Dataset entries:
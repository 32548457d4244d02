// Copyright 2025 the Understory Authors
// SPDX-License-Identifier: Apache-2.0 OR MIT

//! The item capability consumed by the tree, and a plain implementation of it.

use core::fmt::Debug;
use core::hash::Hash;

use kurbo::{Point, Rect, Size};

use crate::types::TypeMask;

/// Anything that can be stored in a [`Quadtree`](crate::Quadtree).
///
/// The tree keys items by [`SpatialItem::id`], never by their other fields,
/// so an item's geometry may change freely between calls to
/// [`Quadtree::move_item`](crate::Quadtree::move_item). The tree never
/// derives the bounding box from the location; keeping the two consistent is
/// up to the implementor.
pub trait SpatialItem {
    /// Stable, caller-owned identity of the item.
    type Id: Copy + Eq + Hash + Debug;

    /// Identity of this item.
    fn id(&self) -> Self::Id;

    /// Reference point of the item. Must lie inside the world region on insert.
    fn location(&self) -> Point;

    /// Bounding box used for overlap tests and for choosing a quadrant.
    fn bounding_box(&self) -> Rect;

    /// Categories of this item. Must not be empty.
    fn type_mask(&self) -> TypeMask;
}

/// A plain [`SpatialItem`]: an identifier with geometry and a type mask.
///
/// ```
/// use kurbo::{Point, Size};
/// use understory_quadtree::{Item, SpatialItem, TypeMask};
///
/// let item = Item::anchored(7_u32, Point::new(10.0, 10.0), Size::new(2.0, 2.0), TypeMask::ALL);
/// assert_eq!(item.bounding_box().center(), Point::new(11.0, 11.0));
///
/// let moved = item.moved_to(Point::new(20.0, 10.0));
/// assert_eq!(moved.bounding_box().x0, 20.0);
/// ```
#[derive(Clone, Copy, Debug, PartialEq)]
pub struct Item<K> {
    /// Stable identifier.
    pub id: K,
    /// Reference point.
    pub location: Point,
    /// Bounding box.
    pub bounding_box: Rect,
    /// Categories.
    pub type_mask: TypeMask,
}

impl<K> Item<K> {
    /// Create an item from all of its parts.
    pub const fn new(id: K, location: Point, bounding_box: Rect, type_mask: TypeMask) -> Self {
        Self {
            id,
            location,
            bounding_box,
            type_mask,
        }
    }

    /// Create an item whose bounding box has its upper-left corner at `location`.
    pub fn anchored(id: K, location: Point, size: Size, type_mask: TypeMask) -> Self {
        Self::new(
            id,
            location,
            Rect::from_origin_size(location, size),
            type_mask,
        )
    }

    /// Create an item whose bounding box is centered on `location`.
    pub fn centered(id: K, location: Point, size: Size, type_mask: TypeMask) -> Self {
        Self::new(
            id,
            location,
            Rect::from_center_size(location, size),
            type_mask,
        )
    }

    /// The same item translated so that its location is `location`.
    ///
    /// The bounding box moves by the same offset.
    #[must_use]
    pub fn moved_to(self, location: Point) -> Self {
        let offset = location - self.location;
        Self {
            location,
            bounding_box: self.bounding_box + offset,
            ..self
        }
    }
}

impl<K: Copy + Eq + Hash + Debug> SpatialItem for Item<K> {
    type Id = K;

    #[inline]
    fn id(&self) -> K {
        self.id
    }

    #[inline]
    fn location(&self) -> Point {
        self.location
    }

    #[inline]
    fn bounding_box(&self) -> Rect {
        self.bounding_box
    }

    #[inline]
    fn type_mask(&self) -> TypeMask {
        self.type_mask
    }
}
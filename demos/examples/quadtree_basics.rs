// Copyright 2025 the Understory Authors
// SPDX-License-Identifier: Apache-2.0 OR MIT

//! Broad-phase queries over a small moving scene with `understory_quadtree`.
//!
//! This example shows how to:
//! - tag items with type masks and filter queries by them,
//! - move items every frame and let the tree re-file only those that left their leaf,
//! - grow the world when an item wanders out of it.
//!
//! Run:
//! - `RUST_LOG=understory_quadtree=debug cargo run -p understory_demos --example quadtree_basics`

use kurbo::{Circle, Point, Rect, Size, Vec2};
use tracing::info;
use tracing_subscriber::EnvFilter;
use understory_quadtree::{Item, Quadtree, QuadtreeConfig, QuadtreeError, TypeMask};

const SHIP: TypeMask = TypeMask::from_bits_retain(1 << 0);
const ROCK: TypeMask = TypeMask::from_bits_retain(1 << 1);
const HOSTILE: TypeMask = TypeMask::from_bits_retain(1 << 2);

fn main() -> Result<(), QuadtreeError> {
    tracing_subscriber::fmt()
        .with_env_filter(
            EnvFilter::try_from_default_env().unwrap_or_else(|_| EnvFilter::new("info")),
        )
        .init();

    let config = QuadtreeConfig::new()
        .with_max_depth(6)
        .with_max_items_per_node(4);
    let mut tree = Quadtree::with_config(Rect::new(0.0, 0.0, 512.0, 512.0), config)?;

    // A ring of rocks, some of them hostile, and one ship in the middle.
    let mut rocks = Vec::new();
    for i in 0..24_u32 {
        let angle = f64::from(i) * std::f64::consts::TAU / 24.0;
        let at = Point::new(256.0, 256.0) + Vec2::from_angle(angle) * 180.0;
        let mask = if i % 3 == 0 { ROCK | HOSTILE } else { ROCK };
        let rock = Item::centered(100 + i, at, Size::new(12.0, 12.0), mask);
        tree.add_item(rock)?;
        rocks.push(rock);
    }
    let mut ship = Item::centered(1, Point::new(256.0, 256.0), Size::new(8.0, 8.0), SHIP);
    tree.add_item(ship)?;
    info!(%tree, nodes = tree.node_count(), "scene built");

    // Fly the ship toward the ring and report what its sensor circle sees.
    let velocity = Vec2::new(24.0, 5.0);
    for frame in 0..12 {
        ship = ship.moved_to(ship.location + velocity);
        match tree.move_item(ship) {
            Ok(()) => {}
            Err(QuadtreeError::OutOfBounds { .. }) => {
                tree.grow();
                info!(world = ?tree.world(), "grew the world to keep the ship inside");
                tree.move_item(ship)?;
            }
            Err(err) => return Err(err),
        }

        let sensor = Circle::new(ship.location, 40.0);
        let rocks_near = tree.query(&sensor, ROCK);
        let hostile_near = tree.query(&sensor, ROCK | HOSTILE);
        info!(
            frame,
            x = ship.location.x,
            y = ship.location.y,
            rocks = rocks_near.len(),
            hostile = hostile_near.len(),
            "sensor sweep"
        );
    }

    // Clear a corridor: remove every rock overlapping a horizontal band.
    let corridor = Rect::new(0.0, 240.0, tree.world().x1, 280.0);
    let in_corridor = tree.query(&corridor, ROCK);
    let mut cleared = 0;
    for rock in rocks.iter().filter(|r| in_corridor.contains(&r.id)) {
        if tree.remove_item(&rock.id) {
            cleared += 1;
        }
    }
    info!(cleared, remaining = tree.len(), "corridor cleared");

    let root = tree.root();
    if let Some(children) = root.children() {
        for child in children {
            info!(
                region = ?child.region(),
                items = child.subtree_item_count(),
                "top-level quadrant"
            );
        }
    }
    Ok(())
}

WHAT THE TASK REQUIRES —
Only certain lines are wanted. Please return exactly those from the top of the data through the line with "choosing a quadrant.".

RESPONSE TO THE EXERCISE —
repository 32548457d4244d02
// Copyright 2025 the Understory Authors
// SPDX-License-Identifier: Apache-2.0 OR MIT

//! The item capability consumed by the tree, and a plain implementation of it.

use core::fmt::Debug;
use core::hash::Hash;

use kurbo::{Point, Rect, Size};

use crate::types::TypeMask;

/// Anything that can be stored in a [`Quadtree`](crate::Quadtree).
///
/// The tree keys items by [`SpatialItem::id`], never by their other fields,
/// so an item's geometry may change freely between calls to
/// [`Quadtree::move_item`](crate::Quadtree::move_item). The tree never
/// derives the bounding box from the location; keeping the two consistent is
/// up to the implementor.
pub trait SpatialItem {
    /// Stable, caller-owned identity of the item.
    type Id: Copy + Eq + Hash + Debug;

    /// Identity of this item.
    fn id(&self) -> Self::Id;

    /// Reference point of the item. Must lie inside the world region on insert.
    fn location(&self) -> Point;

    /// Bounding box used for overlap tests and for choosing a quadrant.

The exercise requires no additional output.